**WHAT TO WORK ON:** Extract each record and reproduce it exactly.

**WORKING DATA:**
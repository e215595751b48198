//! Remote store client for the RSVP server's `/api/rsvp` routes.

use std::time::Duration;

use reqwest::Client;
use serde::{de::DeserializeOwned, Serialize};
use tracing::{debug, warn};

use crate::api::ApiResponse;
use crate::models::{Ack, EntriesPayload, IdentityMatch, RsvpEntry, SaveReceipt, UserPayload};

use super::ApiError;

/// The server's collection together with the revision it was read at.
#[derive(Debug, Clone)]
pub struct RemoteSnapshot {
    pub entries: Vec<RsvpEntry>,
    pub revision: i64,
}

/// Result of a successful collection write.
#[derive(Debug, Clone, Copy)]
pub struct PushReceipt {
    pub count: usize,
    pub revision: i64,
}

#[derive(Serialize)]
#[serde(rename_all = "camelCase")]
struct PushBody<'a> {
    entries: &'a [RsvpEntry],
    #[serde(skip_serializing_if = "Option::is_none")]
    expected_revision: Option<i64>,
}

#[derive(Serialize)]
struct SaveUserBody<'a> {
    user: &'a RsvpEntry,
}

/// Client for the shared RSVP store.
/// Clone is cheap - reqwest::Client uses Arc internally for connection pooling.
#[derive(Clone)]
pub struct RemoteClient {
    client: Client,
    base_url: String,
}

impl RemoteClient {
    /// Create a client for the server at `base_url`; every request is bounded by `timeout`.
    pub fn new(base_url: &str, timeout: Duration) -> Result<Self, ApiError> {
        let client = Client::builder().timeout(timeout).build()?;

        Ok(Self {
            client,
            base_url: base_url.trim_end_matches('/').to_string(),
        })
    }

    pub fn base_url(&self) -> &str {
        &self.base_url
    }

    fn url(&self, path: &str) -> String {
        format!("{}{}", self.base_url, path)
    }

    /// Check if response is successful, returning an error with body if not.
    async fn check_response(response: reqwest::Response) -> Result<reqwest::Response, ApiError> {
        if response.status().is_success() {
            Ok(response)
        } else {
            let status = response.status();
            let body = response.text().await.unwrap_or_default();
            Err(ApiError::from_status(status, &body))
        }
    }

    async fn parse<T: DeserializeOwned>(
        response: reqwest::Response,
    ) -> Result<ApiResponse<T>, ApiError> {
        let response = Self::check_response(response).await?;
        let parsed: ApiResponse<T> = response
            .json()
            .await
            .map_err(|e| ApiError::InvalidResponse(e.to_string()))?;

        if !parsed.success {
            return Err(ApiError::InvalidResponse(
                "Server reported failure".to_string(),
            ));
        }
        Ok(parsed)
    }

    async fn get<T: DeserializeOwned>(
        &self,
        path: &str,
        query: &[(&str, &str)],
    ) -> Result<ApiResponse<T>, ApiError> {
        let response = self.client.get(self.url(path)).query(query).send().await?;
        Self::parse(response).await
    }

    async fn post<T: DeserializeOwned, B: Serialize>(
        &self,
        path: &str,
        body: &B,
    ) -> Result<ApiResponse<T>, ApiError> {
        let response = self.client.post(self.url(path)).json(body).send().await?;
        Self::parse(response).await
    }

    // ===== Collection =====

    /// Fetch the collection and the revision it was read at.
    pub async fn fetch_snapshot(&self) -> Result<RemoteSnapshot, ApiError> {
        let response: ApiResponse<EntriesPayload> = self.get("/api/rsvp", &[]).await?;
        debug!(
            count = response.data.entries.len(),
            revision = response.revision_id,
            "Fetched remote collection"
        );

        Ok(RemoteSnapshot {
            entries: response.data.entries,
            revision: response.revision_id,
        })
    }

    /// Fetch the collection. Any failure yields an empty list, so an empty
    /// result may mean "unavailable" as well as "no entries".
    pub async fn fetch_entries(&self) -> Vec<RsvpEntry> {
        match self.fetch_snapshot().await {
            Ok(snapshot) => snapshot.entries,
            Err(e) => {
                warn!(error = %e, "Failed to fetch remote collection");
                Vec::new()
            }
        }
    }

    /// Replace the collection, optionally only if the server is still at `expected_revision`.
    pub async fn push_snapshot(
        &self,
        entries: &[RsvpEntry],
        expected_revision: Option<i64>,
    ) -> Result<PushReceipt, ApiError> {
        let body = PushBody {
            entries,
            expected_revision,
        };
        let response: ApiResponse<SaveReceipt> = self.post("/api/rsvp", &body).await?;

        Ok(PushReceipt {
            count: response.data.count,
            revision: response.revision_id,
        })
    }

    /// Replace the collection unconditionally (last writer wins).
    pub async fn push_entries(&self, entries: &[RsvpEntry]) -> bool {
        match self.push_snapshot(entries, None).await {
            Ok(receipt) => {
                debug!(count = receipt.count, revision = receipt.revision, "Pushed collection");
                true
            }
            Err(e) => {
                warn!(error = %e, "Failed to push collection");
                false
            }
        }
    }

    /// Look up an existing entry by name and cohort. Failures read as "no match".
    pub async fn find_entry_by_identity(&self, name: &str, cohort: &str) -> Option<RsvpEntry> {
        let result: Result<ApiResponse<IdentityMatch>, ApiError> = self
            .get("/api/rsvp/check-user", &[("name", name), ("angkatan", cohort)])
            .await;

        match result {
            Ok(response) if response.data.exists => response.data.entry,
            Ok(_) => None,
            Err(e) => {
                warn!(error = %e, "Failed to check for existing guest");
                None
            }
        }
    }

    // ===== Per-device record =====

    pub async fn save_user(&self, user: &RsvpEntry) -> Result<(), ApiError> {
        let _: ApiResponse<Ack> = self
            .post("/api/rsvp/save-user", &SaveUserBody { user })
            .await?;
        Ok(())
    }

    pub async fn load_user(&self, id: &str) -> Result<Option<RsvpEntry>, ApiError> {
        let response: ApiResponse<UserPayload> =
            self.get("/api/rsvp/load-user", &[("id", id)]).await?;
        Ok(response.data.user)
    }
}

**WRITTEN ANSWER:**
repository e215595751b48198
//! Remote store client for the RSVP server's `/api/rsvp` routes.

use std::time::Duration;

use reqwest::Client;
use serde::{de::DeserializeOwned, Serialize};
use tracing::{debug, warn};

use crate::api::ApiResponse;
use crate::models::{Ack, EntriesPayload, IdentityMatch, RsvpEntry, SaveReceipt, UserPayload};

use super::ApiError;

/// The server's collection together with the revision it was read at.
#[derive(Debug, Clone)]
pub struct RemoteSnapshot {
    pub entries: Vec<RsvpEntry>,
    pub revision: i64,
}

/// Result of a successful collection write.
#[derive(Debug, Clone, Copy)]
pub struct PushReceipt {
    pub count: usize,
    pub revision: i64,
}

#[derive(Serialize)]
#[serde(rename_all = "camelCase")]
struct PushBody<'a> {
    entries: &'a [RsvpEntry],
    #[serde(skip_serializing_if = "Option::is_none")]
    expected_revision: Option<i64>,
}

#[derive(Serialize)]
struct SaveUserBody<'a> {
    user: &'a RsvpEntry,
}

/// Client for the shared RSVP store.
/// Clone is cheap - reqwest::Client uses Arc internally for connection pooling.
#[derive(Clone)]
pub struct RemoteClient {
    client: Client,
    base_url: String,
}

impl RemoteClient {
    /// Create a client for the server at `base_url`; every request is bounded by `timeout`.
    pub fn new(base_url: &str, timeout: Duration) -> Result<Self, ApiError> {
        let client = Client::builder().timeout(timeout).build()?;

        Ok(Self {
            client,
            base_url: base_url.trim_end_matches('/').to_string(),
        })
    }

    pub fn base_url(&self) -> &str {
        &self.base_url
    }

    fn url(&self, path: &str) -> String {
        format!("{}{}", self.base_url, path)
    }

    /// Check if response is successful, returning an error with body if not.
    async fn check_response(response: reqwest::Response) -> Result<reqwest::Response, ApiError> {
        if response.status().is_success() {
            Ok(response)
        } else {
            let status = response.status();
            let body = response.text().await.unwrap_or_default();
            Err(ApiError::from_status(status, &body))
        }
    }

    async fn parse<T: DeserializeOwned>(
        response: reqwest::Response,
    ) -> Result<ApiResponse<T>, ApiError> {
        let response = Self::check_response(response).await?;
        let parsed: ApiResponse<T> = response
            .json()
            .await
            .map_err(|e| ApiError::InvalidResponse(e.to_string()))?;

        if !parsed.success {
            return Err(ApiError::InvalidResponse(
                "Server reported failure".to_string(),
            ));
        }
        Ok(parsed)
    }

    async fn get<T: DeserializeOwned>(
        &self,
        path: &str,
        query: &[(&str, &str)],
    ) -> Result<ApiResponse<T>, ApiError> {
        let response = self.client.get(self.url(path)).query(query).send().await?;
        Self::parse(response).await
    }

    async fn post<T: DeserializeOwned, B: Serialize>(
        &self,
        path: &str,
        body: &B,
    ) -> Result<ApiResponse<T>, ApiError> {
        let response = self.client.post(self.url(path)).json(body).send().await?;
        Self::parse(response).await
    }

    // ===== Collection =====

    /// Fetch the collection and the revision it was read at.
    pub async fn fetch_snapshot(&self) -> Result<RemoteSnapshot, ApiError> {
        let response: ApiResponse<EntriesPayload> = self.get("/api/rsvp", &[]).await?;
        debug!(
            count = response.data.entries.len(),
            revision = response.revision_id,
            "Fetched remote collection"
        );

        Ok(RemoteSnapshot {
            entries: response.data.entries,
            revision: response.revision_id,
        })
    }

    /// Fetch the collection. Any failure yields an empty list, so an empty
    /// result may mean "unavailable" as well as "no entries".
    pub async fn fetch_entries(&self) -> Vec<RsvpEntry> {
        match self.fetch_snapshot().await {
            Ok(snapshot) => snapshot.entries,
            Err(e) => {
                warn!(error = %e, "Failed to fetch remote collection");
                Vec::new()
            }
        }
    }

    /// Replace the collection, optionally only if the server is still at `expected_revision`.
    pub async fn push_snapshot(
        &self,
        entries: &[RsvpEntry],
        expected_revision: Option<i64>,
    ) -> Result<PushReceipt, ApiError> {
        let body = PushBody {
            entries,
            expected_revision,
        };
        let response: ApiResponse<SaveReceipt> = self.post("/api/rsvp", &body).await?;

        Ok(PushReceipt {
            count: response.data.count,
            revision: response.revision_id,
        })
    }

    /// Replace the collection unconditionally (last writer wins).
    pub async fn push_entries(&self, entries: &[RsvpEntry]) -> bool {
        match self.push_snapshot(entries, None).await {
            Ok(receipt) => {
                debug!(count = receipt.count, revision = receipt.revision, "Pushed collection");
                true
            }
            Err(e) => {
                warn!(error = %e, "Failed to push collection");
                false
            }
        }
    }

    /// Look up an existing entry by name and cohort. Failures read as "no match".
    pub async fn find_entry_by_identity(&self, name: &str, cohort: &str) -> Option<RsvpEntry> {
        let result: Result<ApiResponse<IdentityMatch>, ApiError> = self
            .get("/api/rsvp/check-user", &[("name", name), ("angkatan", cohort)])
            .await;

        match result {
            Ok(response) if response.data.exists => response.data.entry,
            Ok(_) => None,
            Err(e) => {
                warn!(error = %e, "Failed to check for existing guest");
                None
            }
        }
    }

    // ===== Per-device record =====

    pub async fn save_user(&self, user: &RsvpEntry) -> Result<(), ApiError> {
        let _: ApiResponse<Ack> = self
            .post("/api/rsvp/save-user", &SaveUserBody { user })
            .await?;
        Ok(())
    }

    pub async fn load_user(&self, id: &str) -> Result<Option<RsvpEntry>, ApiError> {
        let response: ApiResponse<UserPayload> =
            self.get("/api/rsvp/load-user", &[("id", id)]).await?;
        Ok(response.data.user)
    }
}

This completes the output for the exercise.